At stake is the construction of three new LNG trains, the upstream development of the Elk-Antelope gas fields, and the P'nyang gas field project.
Discussions on so-called Gas Agreements began a couple of months ago between the various stakeholders and the State Negotiation Team (SNT), which comprises the leaders of various state-owned enterprises and government departments.
The negotiations will be intense in the coming months because the aim is to have gas agreements in place by mid-November when PNG hosts the Asia-Pacific Economic Cooperation (APEC) leaders meeting in Port Moresby, said Oil Search, a major co-owner in the PNG LNG expansion and Papua project.
Oil Search chief executive Peter Botten said PNG's Prime Minister Peter O'Neill has expressed his expectation that he will make "a material announcement" on LNG investment during the APEC forum.
"The focus is very much on negotiating fiscal terms for both projects with the SNT," Botten said.
The PNG government is understood to be seeking higher taxes, an increased project state ownership, domestic gas market obligations, and local content requirements, but Botten said these details were confidential.
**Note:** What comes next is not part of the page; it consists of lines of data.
//! HTTP client for the OpenAI embeddings and chat completion endpoints

use async_trait::async_trait;
use reqwest::{Client, StatusCode};
use serde::{Deserialize, Serialize};
use std::time::Duration;

use crate::error::{EmbedError, Result};

pub const DEFAULT_BASE_URL: &str = "https://api.openai.com/v1";
pub const DEFAULT_CHAT_MODEL: &str = "gpt-3.5-turbo";

/// Embedding models and their limits
#[derive(Debug, Clone, Copy, Default, PartialEq, Eq, Serialize, Deserialize, clap::ValueEnum)]
pub enum EmbeddingModel {
  #[default]
  #[serde(rename = "text-embedding-ada-002")]
  #[value(name = "text-embedding-ada-002")]
  Ada002,
  #[serde(rename = "text-embedding-3-small")]
  #[value(name = "text-embedding-3-small")]
  Small3,
  #[serde(rename = "text-embedding-3-large")]
  #[value(name = "text-embedding-3-large")]
  Large3,
}

impl EmbeddingModel {
  pub fn as_str(&self) -> &'static str {
    match self {
      EmbeddingModel::Ada002 => "text-embedding-ada-002",
      EmbeddingModel::Small3 => "text-embedding-3-small",
      EmbeddingModel::Large3 => "text-embedding-3-large",
    }
  }

  pub fn dimensions(&self) -> usize {
    match self {
      EmbeddingModel::Ada002 | EmbeddingModel::Small3 => 1536,
      EmbeddingModel::Large3 => 3072,
    }
  }

  pub fn max_tokens(&self) -> usize {
    8191
  }
}

impl std::fmt::Display for EmbeddingModel {
  fn fmt(&self, f: &mut std::fmt::Formatter<'_>) -> std::fmt::Result {
    f.write_str(self.as_str())
  }
}

/// Remote calls the batch jobs depend on
#[async_trait]
pub trait EmbeddingService: Send + Sync {
  /// Embedding vector of one text
  async fn embed(&self, text: &str) -> Result<Vec<f32>>;

  /// Raw chat completion response for a system/user prompt pair
  async fn complete(&self, system_prompt: &str, user_prompt: &str) -> Result<serde_json::Value>;
}

#[derive(Debug, Clone)]
pub struct ClientConfig {
  pub base_url: String,
  pub api_key: String,
  pub embedding_model: EmbeddingModel,
  pub chat_model: String,
}

impl ClientConfig {
  pub fn new(api_key: impl Into<String>) -> Self {
    Self {
      base_url: DEFAULT_BASE_URL.to_string(),
      api_key: api_key.into(),
      embedding_model: EmbeddingModel::default(),
      chat_model: DEFAULT_CHAT_MODEL.to_string(),
    }
  }
}

#[derive(Serialize)]
struct EmbeddingRequest<'a> {
  input: &'a str,
  model: &'a str,
}

#[derive(Deserialize)]
struct EmbeddingResponse {
  data: Vec<EmbeddingData>,
}

#[derive(Deserialize)]
struct EmbeddingData {
  embedding: Vec<f32>,
}

#[derive(Serialize)]
struct ChatRequest<'a> {
  model: &'a str,
  messages: [ChatMessage<'a>; 2],
}

#[derive(Serialize)]
struct ChatMessage<'a> {
  role: &'static str,
  content: &'a str,
}

pub struct OpenAiClient {
  client: Client,
  config: ClientConfig,
}

impl OpenAiClient {
  pub fn new(config: ClientConfig) -> Result<Self> {
    // Per-call deadlines are applied by the caller; this only guards against hung sockets
    let client = Client::builder()
      .connect_timeout(Duration::from_secs(30))
      .build()
      .map_err(|e| EmbedError::http(format!("failed to create HTTP client: {e}")))?;
    Ok(Self { client, config })
  }

  fn url(&self, endpoint: &str) -> String {
    format!("{}/{endpoint}", self.config.base_url.trim_end_matches('/'))
  }

  async fn send<T: Serialize + ?Sized>(&self, endpoint: &str, body: &T) -> Result<(StatusCode, String)> {
    let response = self
      .client
      .post(self.url(endpoint))
      .bearer_auth(&self.config.api_key)
      .json(body)
      .send()
      .await?;

    let status = response.status();
    let text = response.text().await?;
    Ok((status, text))
  }

  async fn post<T: Serialize + ?Sized>(&self, endpoint: &str, body: &T) -> Result<String> {
    let (status, text) = self.send(endpoint, body).await?;
    if !status.is_success() {
      return Err(EmbedError::api_status(status.as_u16(), text));
    }
    Ok(text)
  }
}

#[async_trait]
impl EmbeddingService for OpenAiClient {
  async fn embed(&self, text: &str) -> Result<Vec<f32>> {
    let request = EmbeddingRequest { input: text, model: self.config.embedding_model.as_str() };
    let body = self.post("embeddings", &request).await?;

    let response: EmbeddingResponse = serde_json::from_str(&body)
      .map_err(|e| EmbedError::malformed_response(format!("embeddings: {e}")))?;
    response
      .data
      .into_iter()
      .next()
      .map(|data| data.embedding)
      .ok_or_else(|| EmbedError::malformed_response("embeddings: empty data array"))
  }

  /// Error statuses with a JSON body (rate limits, server errors) come back as that
  /// prompt's response instead of failing the whole run.
  async fn complete(&self, system_prompt: &str, user_prompt: &str) -> Result<serde_json::Value> {
    let request = ChatRequest {
      model: &self.config.chat_model,
      messages: [
        ChatMessage { role: "system", content: system_prompt },
        ChatMessage { role: "user", content: user_prompt },
      ],
    };
    let (status, body) = self.send("chat/completions", &request).await?;

    match serde_json::from_str::<serde_json::Value>(&body) {
      Ok(response) => {
        if !status.is_success() {
          tracing::warn!("chat completion returned {status}: {body}");
        }
        Ok(response)
      }
      Err(_) if !status.is_success() => Err(EmbedError::api_status(status.as_u16(), body)),
      Err(e) => Err(EmbedError::malformed_response(format!("chat completion: {e}"))),
    }
  }
}

#[cfg(test)]
mod tests {
  use super::*;
  use mockito::{Matcher, Server};

  fn client_for(server: &Server) -> OpenAiClient {
    let config = ClientConfig { base_url: server.url(), ..ClientConfig::new("sk-test") };
    OpenAiClient::new(config).unwrap()
  }

  #[test]
  fn test_model_limits() {
    assert_eq!(EmbeddingModel::Ada002.dimensions(), 1536);
    assert_eq!(EmbeddingModel::Small3.dimensions(), 1536);
    assert_eq!(EmbeddingModel::Large3.dimensions(), 3072);
    assert_eq!(EmbeddingModel::Large3.max_tokens(), 8191);
    assert_eq!(EmbeddingModel::default().to_string(), "text-embedding-ada-002");
  }

  #[test]
  fn test_model_serializes_to_api_name() {
    let json = serde_json::to_string(&EmbeddingModel::Small3).unwrap();
    assert_eq!(json, "\"text-embedding-3-small\"");
    let parsed: EmbeddingModel = serde_json::from_str("\"text-embedding-3-large\"").unwrap();
    assert_eq!(parsed, EmbeddingModel::Large3);
  }

  #[tokio::test]
  async fn test_embed_success() {
    let mut server = Server::new_async().await;
    let mock = server
      .mock("POST", "/embeddings")
      .match_header("authorization", "Bearer sk-test")
      .match_body(Matcher::Json(serde_json::json!({
        "input": "a rotary valve",
        "model": "text-embedding-ada-002"
      })))
      .with_status(200)
      .with_header("content-type", "application/json")
      .with_body(r#"{"object":"list","data":[{"object":"embedding","index":0,"embedding":[0.25,-0.5,1.0]}],"model":"text-embedding-ada-002"}"#)
      .create_async()
      .await;

    let embedding = client_for(&server).embed("a rotary valve").await.unwrap();
    assert_eq!(embedding, vec![0.25, -0.5, 1.0]);
    mock.assert_async().await;
  }

  #[tokio::test]
  async fn test_embed_error_status() {
    let mut server = Server::new_async().await;
    let _mock = server
      .mock("POST", "/embeddings")
      .with_status(429)
      .with_body(r#"{"error":{"message":"Rate limit reached"}}"#)
      .create_async()
      .await;

    let error = client_for(&server).embed("text").await.unwrap_err();
    match error {
      EmbedError::ApiStatus { status, body } => {
        assert_eq!(status, 429);
        assert!(body.contains("Rate limit"));
      }
      other => panic!("Expected ApiStatus error, got: {other:?}"),
    }
  }

  #[tokio::test]
  async fn test_embed_malformed_and_empty_responses() {
    let mut server = Server::new_async().await;
    let _bad = server
      .mock("POST", "/embeddings")
      .match_body(Matcher::PartialJson(serde_json::json!({"input": "bad"})))
      .with_status(200)
      .with_body("invalid json")
      .create_async()
      .await;
    let _empty = server
      .mock("POST", "/embeddings")
      .match_body(Matcher::PartialJson(serde_json::json!({"input": "empty"})))
      .with_status(200)
      .with_body(r#"{"data":[]}"#)
      .create_async()
      .await;

    let client = client_for(&server);
    assert!(matches!(client.embed("bad").await, Err(EmbedError::MalformedResponse { .. })));
    assert!(matches!(client.embed("empty").await, Err(EmbedError::MalformedResponse { .. })));
  }

  #[tokio::test]
  async fn test_complete_sends_system_and_user_messages() {
    let mut server = Server::new_async().await;
    let mock = server
      .mock("POST", "/chat/completions")
      .match_body(Matcher::Json(serde_json::json!({
        "model": "gpt-3.5-turbo",
        "messages": [
          {"role": "system", "content": "You are a patent examiner."},
          {"role": "user", "content": "Summarize claim 1."}
        ]
      })))
      .with_status(200)
      .with_body(r#"{"id":"chatcmpl-1","choices":[{"index":0,"message":{"role":"assistant","content":"A valve."}}]}"#)
      .create_async()
      .await;

    let response = client_for(&server)
      .complete("You are a patent examiner.", "Summarize claim 1.")
      .await
      .unwrap();
    assert_eq!(response["choices"][0]["message"]["content"], "A valve.");
    mock.assert_async().await;
  }

  #[tokio::test]
  async fn test_chat_error_status_kept_as_response() {
    let mut server = Server::new_async().await;
    let _ok = server
      .mock("POST", "/chat/completions")
      .match_body(Matcher::Regex("first".to_string()))
      .with_status(200)
      .with_body(r#"{"choices":[{"message":{"role":"assistant","content":"done"}}]}"#)
      .create_async()
      .await;
    let _limited = server
      .mock("POST", "/chat/completions")
      .match_body(Matcher::Regex("second".to_string()))
      .with_status(429)
      .with_body(r#"{"error":{"message":"Rate limit reached","type":"requests"}}"#)
      .create_async()
      .await;

    let client = client_for(&server);
    let prompts = vec!["first".to_string(), "second".to_string()];
    let responses = crate::parallel::complete_all(&client, "sys", &prompts, 1, Duration::ZERO)
      .await
      .unwrap();

    assert_eq!(responses.len(), 2);
    assert_eq!(responses[0]["choices"][0]["message"]["content"], "done");
    assert_eq!(responses[1]["error"]["message"], "Rate limit reached");
  }

  #[tokio::test]
  async fn test_chat_error_without_json_body_aborts() {
    let mut server = Server::new_async().await;
    let _mock = server
      .mock("POST", "/chat/completions")
      .with_status(502)
      .with_body("Bad Gateway")
      .create_async()
      .await;

    let error = client_for(&server).complete("sys", "user").await.unwrap_err();
    assert!(matches!(error, EmbedError::ApiStatus { status: 502, .. }));
  }

  #[test]
  fn test_url_joins_without_double_slash() {
    let config = ClientConfig { base_url: "http://localhost:9/v1/".to_string(), ..ClientConfig::new("k") };
    let client = OpenAiClient::new(config).unwrap();
    assert_eq!(client.url("embeddings"), "http://localhost:9/v1/embeddings");
  }
}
"Like all commercial negotiations, it could go quickly, or slowly, or nowhere at all. But I can say that the intent by all sides is to get this done and come out with a very balanced development for all parties — the developers, the government, the landowners, and the people of PNG."
A Gas Agreement — mandatory by law for all PNG petroleum developments — defines the terms and conditions under which a joint venture will be able to build and operate a project, including taxation, fiscal and banking stability, development licences, state participation, landowner identification, training and local business development.
"We are all striving to strike a balance on the appropriate return for all sides," said Botten. "The attitude from all sides is very positive, and recognises we live in a competitive world. We must deliver fairly to all sides, and remember that there are a number of major LNG projects around the world working on the same targets as we are, so we must be at the front end of that queue," he pointed out.
Assuming a successful conclusion to the gas agreement talks, then, along with several other local initiatives, the aim is to move into front-end engineering and design for the new trains, the Elk-Antelope project, and possibly P'nyang too.